» What needs to be done
Reply only with how many lines of the listing below hold the word "extra".

» Data for analysis

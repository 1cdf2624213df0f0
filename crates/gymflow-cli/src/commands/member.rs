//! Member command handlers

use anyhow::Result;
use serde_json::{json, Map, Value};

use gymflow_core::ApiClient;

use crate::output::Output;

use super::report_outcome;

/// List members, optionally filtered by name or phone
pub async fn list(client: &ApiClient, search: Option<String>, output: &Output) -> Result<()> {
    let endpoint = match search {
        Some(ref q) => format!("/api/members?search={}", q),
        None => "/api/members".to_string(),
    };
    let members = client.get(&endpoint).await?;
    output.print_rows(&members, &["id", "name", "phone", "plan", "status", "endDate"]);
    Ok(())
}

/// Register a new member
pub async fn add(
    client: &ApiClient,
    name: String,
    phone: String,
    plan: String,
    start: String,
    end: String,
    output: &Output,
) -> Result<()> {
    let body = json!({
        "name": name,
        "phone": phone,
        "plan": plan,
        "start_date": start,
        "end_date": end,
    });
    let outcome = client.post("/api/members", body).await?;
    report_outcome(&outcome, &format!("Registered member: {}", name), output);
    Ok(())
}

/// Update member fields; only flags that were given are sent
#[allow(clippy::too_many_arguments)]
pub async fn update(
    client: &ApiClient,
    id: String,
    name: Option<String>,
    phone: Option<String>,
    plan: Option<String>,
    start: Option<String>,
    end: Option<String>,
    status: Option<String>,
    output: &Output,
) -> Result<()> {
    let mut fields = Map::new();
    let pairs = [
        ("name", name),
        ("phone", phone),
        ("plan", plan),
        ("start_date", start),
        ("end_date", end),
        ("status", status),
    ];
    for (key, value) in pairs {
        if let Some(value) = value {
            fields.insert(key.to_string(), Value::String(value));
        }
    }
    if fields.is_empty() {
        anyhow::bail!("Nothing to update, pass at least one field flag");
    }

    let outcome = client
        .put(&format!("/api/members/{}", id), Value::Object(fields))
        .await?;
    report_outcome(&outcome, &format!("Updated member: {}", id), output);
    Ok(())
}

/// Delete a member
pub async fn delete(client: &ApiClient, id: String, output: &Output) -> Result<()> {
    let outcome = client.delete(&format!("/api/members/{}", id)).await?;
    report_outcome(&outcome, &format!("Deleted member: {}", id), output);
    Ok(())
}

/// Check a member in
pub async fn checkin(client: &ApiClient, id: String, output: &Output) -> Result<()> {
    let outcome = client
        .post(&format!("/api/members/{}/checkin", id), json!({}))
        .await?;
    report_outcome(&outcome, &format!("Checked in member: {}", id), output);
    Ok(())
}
==
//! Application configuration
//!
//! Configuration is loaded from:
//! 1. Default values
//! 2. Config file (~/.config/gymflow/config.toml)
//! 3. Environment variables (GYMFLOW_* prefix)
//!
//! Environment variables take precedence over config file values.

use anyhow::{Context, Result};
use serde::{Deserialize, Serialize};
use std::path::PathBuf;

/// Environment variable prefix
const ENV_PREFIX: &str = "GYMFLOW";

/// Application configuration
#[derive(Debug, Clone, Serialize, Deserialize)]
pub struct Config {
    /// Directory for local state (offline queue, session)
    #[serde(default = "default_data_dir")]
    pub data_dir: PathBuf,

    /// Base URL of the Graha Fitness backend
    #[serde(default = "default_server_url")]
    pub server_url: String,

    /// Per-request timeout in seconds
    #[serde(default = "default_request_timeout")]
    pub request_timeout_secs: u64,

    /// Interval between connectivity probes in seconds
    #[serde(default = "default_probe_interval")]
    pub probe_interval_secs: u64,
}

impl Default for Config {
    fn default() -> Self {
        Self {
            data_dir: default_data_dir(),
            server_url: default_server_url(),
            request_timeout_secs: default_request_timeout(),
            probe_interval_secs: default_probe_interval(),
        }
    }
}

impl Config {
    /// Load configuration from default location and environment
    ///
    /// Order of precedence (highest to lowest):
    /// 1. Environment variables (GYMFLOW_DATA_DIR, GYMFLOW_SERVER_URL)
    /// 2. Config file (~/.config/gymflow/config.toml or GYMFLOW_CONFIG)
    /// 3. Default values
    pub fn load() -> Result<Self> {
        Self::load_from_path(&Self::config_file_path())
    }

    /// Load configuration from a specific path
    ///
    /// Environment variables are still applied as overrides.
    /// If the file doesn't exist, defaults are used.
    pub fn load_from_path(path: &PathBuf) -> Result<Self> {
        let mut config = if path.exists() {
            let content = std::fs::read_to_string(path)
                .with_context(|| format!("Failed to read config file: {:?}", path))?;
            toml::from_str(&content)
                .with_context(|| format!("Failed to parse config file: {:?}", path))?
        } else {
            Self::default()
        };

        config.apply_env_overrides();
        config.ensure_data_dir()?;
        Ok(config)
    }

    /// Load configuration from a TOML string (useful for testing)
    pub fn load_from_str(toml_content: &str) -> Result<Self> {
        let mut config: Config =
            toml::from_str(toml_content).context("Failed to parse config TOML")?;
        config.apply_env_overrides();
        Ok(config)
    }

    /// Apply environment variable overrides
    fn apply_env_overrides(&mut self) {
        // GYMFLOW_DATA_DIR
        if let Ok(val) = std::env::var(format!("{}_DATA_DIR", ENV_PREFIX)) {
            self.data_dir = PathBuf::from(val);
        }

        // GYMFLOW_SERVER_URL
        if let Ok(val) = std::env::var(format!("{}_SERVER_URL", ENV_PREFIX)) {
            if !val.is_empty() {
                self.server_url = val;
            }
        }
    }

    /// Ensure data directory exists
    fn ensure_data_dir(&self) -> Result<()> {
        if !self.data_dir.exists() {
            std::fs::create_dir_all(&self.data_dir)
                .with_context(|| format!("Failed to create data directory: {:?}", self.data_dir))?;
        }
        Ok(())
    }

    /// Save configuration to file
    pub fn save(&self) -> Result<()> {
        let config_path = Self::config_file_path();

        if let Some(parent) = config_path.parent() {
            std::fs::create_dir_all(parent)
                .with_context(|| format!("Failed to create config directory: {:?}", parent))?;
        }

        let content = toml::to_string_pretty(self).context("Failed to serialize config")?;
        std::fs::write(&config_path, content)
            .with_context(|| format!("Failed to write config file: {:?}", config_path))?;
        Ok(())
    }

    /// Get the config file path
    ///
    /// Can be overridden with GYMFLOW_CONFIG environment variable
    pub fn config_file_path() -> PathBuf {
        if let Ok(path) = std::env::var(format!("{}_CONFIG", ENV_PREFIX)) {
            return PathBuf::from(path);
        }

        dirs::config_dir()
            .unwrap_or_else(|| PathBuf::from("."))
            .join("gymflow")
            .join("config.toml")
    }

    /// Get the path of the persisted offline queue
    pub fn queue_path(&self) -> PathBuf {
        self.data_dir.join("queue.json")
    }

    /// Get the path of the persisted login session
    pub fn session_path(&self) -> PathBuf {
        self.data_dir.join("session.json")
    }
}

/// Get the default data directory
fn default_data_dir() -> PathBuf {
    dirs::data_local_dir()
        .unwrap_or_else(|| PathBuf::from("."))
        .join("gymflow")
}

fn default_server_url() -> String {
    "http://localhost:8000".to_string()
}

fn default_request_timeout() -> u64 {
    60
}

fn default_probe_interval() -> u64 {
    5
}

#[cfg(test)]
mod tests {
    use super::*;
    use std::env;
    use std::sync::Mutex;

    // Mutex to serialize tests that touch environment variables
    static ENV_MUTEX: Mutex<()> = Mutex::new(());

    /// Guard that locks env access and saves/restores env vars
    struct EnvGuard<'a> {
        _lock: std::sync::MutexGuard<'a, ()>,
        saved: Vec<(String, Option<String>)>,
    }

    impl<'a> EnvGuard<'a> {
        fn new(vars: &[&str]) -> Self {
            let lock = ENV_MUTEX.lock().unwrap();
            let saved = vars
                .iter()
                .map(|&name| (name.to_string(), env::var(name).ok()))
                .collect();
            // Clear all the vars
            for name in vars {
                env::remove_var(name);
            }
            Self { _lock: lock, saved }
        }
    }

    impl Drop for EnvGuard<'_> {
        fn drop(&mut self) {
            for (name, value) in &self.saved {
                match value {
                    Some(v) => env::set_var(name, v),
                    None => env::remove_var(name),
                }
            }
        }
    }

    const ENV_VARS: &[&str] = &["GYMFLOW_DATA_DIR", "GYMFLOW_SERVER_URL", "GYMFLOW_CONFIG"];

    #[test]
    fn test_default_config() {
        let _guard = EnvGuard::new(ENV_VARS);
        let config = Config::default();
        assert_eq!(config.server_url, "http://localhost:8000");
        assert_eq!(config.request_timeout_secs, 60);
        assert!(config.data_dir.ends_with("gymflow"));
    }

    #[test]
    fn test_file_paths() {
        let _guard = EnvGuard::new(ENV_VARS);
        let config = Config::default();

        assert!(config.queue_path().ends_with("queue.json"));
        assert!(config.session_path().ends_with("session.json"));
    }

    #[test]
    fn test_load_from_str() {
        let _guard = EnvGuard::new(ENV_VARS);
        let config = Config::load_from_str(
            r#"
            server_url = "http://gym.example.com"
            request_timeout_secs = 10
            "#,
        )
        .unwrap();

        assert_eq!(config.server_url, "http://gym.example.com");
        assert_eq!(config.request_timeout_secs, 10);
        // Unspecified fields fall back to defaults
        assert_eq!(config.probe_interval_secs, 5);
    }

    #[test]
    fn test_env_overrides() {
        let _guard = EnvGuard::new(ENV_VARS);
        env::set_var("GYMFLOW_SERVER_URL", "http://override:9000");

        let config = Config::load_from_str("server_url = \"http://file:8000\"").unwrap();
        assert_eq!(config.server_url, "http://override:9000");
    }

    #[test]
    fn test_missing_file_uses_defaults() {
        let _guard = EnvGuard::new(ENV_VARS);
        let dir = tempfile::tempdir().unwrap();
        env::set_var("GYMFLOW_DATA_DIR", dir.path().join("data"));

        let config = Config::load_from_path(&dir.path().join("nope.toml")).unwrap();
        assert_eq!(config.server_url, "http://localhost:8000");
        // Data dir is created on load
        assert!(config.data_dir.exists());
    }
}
---
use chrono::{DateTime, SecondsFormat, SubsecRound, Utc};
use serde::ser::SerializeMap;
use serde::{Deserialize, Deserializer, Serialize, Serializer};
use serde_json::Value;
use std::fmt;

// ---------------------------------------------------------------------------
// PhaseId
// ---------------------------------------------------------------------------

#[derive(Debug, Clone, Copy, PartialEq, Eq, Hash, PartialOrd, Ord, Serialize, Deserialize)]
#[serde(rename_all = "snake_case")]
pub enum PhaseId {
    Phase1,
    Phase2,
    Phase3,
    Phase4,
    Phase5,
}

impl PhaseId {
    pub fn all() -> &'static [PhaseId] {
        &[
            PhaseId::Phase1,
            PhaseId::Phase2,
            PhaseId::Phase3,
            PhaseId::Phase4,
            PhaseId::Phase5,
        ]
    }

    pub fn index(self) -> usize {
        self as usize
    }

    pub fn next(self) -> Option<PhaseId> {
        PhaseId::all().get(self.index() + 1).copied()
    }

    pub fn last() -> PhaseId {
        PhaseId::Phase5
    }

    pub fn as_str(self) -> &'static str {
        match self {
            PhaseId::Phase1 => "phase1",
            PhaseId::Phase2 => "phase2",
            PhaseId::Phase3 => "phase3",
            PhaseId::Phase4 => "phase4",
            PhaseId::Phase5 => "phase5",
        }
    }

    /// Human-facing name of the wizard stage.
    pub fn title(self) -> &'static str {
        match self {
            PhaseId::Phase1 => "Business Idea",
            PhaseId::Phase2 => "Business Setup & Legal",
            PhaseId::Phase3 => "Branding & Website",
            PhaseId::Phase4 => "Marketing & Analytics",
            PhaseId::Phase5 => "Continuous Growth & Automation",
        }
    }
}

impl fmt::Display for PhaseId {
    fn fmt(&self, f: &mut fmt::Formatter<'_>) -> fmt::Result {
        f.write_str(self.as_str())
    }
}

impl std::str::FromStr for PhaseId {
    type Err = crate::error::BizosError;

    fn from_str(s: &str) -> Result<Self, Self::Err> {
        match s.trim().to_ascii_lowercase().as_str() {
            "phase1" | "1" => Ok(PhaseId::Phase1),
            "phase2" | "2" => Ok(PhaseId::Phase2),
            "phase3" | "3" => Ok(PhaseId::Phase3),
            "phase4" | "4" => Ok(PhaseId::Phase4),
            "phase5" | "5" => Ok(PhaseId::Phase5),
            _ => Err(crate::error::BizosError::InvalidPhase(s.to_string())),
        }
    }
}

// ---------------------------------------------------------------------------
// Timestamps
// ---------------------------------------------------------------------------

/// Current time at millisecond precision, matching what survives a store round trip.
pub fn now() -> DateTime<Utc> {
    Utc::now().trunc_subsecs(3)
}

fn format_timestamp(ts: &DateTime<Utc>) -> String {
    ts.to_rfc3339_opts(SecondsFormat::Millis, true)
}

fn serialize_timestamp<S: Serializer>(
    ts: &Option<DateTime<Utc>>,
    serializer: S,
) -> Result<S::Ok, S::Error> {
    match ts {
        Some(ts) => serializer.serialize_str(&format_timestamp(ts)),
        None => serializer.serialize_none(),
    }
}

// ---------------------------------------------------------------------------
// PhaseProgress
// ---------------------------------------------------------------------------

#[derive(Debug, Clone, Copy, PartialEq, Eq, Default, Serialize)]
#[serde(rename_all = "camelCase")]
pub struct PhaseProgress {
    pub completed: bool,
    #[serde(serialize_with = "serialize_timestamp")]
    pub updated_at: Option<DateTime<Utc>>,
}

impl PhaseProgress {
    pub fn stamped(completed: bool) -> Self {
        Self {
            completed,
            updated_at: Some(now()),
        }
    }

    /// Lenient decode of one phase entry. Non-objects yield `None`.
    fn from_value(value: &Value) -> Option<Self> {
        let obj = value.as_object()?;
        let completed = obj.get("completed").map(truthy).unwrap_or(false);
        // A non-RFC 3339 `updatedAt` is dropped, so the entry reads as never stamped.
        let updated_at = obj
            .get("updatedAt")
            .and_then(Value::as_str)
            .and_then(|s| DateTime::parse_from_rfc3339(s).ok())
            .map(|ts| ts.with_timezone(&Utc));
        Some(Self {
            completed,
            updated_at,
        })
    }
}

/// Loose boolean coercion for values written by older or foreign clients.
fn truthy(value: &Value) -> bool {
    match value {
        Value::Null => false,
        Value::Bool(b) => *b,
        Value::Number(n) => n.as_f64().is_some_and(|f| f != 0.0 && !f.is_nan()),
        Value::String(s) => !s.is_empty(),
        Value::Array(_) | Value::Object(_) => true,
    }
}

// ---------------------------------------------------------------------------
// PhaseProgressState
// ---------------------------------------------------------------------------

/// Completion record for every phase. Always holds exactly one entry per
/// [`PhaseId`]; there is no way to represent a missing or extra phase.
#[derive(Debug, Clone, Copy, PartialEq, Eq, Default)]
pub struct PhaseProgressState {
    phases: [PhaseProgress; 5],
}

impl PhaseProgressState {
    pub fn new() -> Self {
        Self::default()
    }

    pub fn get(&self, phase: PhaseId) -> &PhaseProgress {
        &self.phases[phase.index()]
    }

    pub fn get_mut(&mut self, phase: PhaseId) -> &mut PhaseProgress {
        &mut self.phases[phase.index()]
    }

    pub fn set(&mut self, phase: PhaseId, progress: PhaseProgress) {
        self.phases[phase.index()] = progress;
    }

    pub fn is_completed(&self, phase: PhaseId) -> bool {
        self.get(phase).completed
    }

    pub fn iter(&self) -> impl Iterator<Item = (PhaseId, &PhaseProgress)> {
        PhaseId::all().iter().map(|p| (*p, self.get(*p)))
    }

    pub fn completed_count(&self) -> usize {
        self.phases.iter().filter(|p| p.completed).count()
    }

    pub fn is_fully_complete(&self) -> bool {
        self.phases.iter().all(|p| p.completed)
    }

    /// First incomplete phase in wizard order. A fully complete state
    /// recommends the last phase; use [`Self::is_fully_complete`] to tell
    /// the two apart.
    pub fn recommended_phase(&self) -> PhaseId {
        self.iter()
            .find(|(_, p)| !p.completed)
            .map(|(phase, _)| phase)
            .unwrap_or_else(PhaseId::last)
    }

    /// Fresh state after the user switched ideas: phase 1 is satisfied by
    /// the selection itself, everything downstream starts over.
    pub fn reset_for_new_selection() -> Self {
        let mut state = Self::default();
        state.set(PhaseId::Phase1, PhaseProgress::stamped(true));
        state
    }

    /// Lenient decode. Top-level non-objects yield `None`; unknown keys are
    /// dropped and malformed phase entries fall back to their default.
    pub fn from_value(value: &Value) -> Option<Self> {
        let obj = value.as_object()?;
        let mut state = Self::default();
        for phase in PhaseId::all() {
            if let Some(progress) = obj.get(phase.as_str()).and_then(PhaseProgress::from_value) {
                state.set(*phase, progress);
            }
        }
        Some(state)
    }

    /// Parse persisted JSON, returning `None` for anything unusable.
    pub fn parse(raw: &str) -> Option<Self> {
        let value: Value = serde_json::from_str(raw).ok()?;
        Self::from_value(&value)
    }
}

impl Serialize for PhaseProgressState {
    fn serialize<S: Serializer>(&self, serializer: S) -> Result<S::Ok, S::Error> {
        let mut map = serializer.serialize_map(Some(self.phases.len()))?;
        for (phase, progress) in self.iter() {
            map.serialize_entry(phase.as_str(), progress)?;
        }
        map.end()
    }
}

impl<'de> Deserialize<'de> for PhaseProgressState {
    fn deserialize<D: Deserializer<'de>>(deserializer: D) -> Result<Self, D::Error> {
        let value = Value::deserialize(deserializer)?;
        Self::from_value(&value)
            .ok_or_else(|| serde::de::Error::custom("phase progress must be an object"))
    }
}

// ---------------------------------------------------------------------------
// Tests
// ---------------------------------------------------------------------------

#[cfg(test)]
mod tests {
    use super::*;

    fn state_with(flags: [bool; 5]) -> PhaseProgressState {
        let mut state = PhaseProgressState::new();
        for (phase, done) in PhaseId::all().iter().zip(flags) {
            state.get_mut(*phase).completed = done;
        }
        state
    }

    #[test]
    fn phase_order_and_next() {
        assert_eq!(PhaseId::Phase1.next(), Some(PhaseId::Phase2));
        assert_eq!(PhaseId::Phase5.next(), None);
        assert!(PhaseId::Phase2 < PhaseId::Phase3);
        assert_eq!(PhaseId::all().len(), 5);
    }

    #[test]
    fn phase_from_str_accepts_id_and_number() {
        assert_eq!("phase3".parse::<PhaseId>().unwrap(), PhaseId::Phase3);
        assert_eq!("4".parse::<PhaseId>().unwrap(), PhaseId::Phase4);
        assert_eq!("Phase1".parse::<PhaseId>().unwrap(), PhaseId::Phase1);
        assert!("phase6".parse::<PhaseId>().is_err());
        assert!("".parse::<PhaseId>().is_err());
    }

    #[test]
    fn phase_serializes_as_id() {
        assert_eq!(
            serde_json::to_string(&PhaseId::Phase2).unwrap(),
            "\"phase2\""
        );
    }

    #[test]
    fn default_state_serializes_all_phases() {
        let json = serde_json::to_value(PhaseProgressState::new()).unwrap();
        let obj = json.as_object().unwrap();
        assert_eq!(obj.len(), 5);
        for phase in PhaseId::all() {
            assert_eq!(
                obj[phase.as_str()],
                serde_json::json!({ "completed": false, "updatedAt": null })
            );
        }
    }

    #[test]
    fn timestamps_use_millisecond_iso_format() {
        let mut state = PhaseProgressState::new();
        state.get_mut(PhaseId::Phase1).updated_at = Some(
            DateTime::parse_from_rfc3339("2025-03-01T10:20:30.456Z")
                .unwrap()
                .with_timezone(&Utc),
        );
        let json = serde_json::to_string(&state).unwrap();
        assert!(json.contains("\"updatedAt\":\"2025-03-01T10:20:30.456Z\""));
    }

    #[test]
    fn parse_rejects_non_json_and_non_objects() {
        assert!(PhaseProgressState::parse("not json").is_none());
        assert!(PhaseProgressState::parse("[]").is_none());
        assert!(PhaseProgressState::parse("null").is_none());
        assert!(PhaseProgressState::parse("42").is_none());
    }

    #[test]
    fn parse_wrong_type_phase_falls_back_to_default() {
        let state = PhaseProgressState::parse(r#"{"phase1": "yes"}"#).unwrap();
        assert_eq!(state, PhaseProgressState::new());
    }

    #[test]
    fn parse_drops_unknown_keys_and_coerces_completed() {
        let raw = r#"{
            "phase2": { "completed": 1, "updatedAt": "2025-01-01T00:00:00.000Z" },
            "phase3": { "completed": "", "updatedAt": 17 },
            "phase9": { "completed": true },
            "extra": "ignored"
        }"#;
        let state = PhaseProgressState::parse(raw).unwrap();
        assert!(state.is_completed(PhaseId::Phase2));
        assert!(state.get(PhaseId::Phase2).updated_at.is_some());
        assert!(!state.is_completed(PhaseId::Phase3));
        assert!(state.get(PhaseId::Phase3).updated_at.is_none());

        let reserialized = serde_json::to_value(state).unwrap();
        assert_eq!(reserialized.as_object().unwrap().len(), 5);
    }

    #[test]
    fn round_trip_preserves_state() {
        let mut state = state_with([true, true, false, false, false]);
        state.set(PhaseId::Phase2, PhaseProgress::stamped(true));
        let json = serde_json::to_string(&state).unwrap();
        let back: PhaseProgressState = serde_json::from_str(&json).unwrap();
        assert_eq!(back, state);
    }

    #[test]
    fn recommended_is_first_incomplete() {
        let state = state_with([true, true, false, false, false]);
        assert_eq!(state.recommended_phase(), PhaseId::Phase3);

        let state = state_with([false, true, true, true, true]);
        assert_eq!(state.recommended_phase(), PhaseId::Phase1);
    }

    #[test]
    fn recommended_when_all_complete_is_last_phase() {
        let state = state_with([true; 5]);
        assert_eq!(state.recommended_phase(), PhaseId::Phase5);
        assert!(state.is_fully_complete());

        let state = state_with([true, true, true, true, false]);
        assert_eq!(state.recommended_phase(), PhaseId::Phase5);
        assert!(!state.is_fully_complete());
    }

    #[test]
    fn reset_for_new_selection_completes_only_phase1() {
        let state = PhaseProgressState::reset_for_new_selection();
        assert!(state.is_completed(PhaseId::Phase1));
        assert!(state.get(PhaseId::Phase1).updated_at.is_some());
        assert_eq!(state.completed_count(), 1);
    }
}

» Result for this exercise
2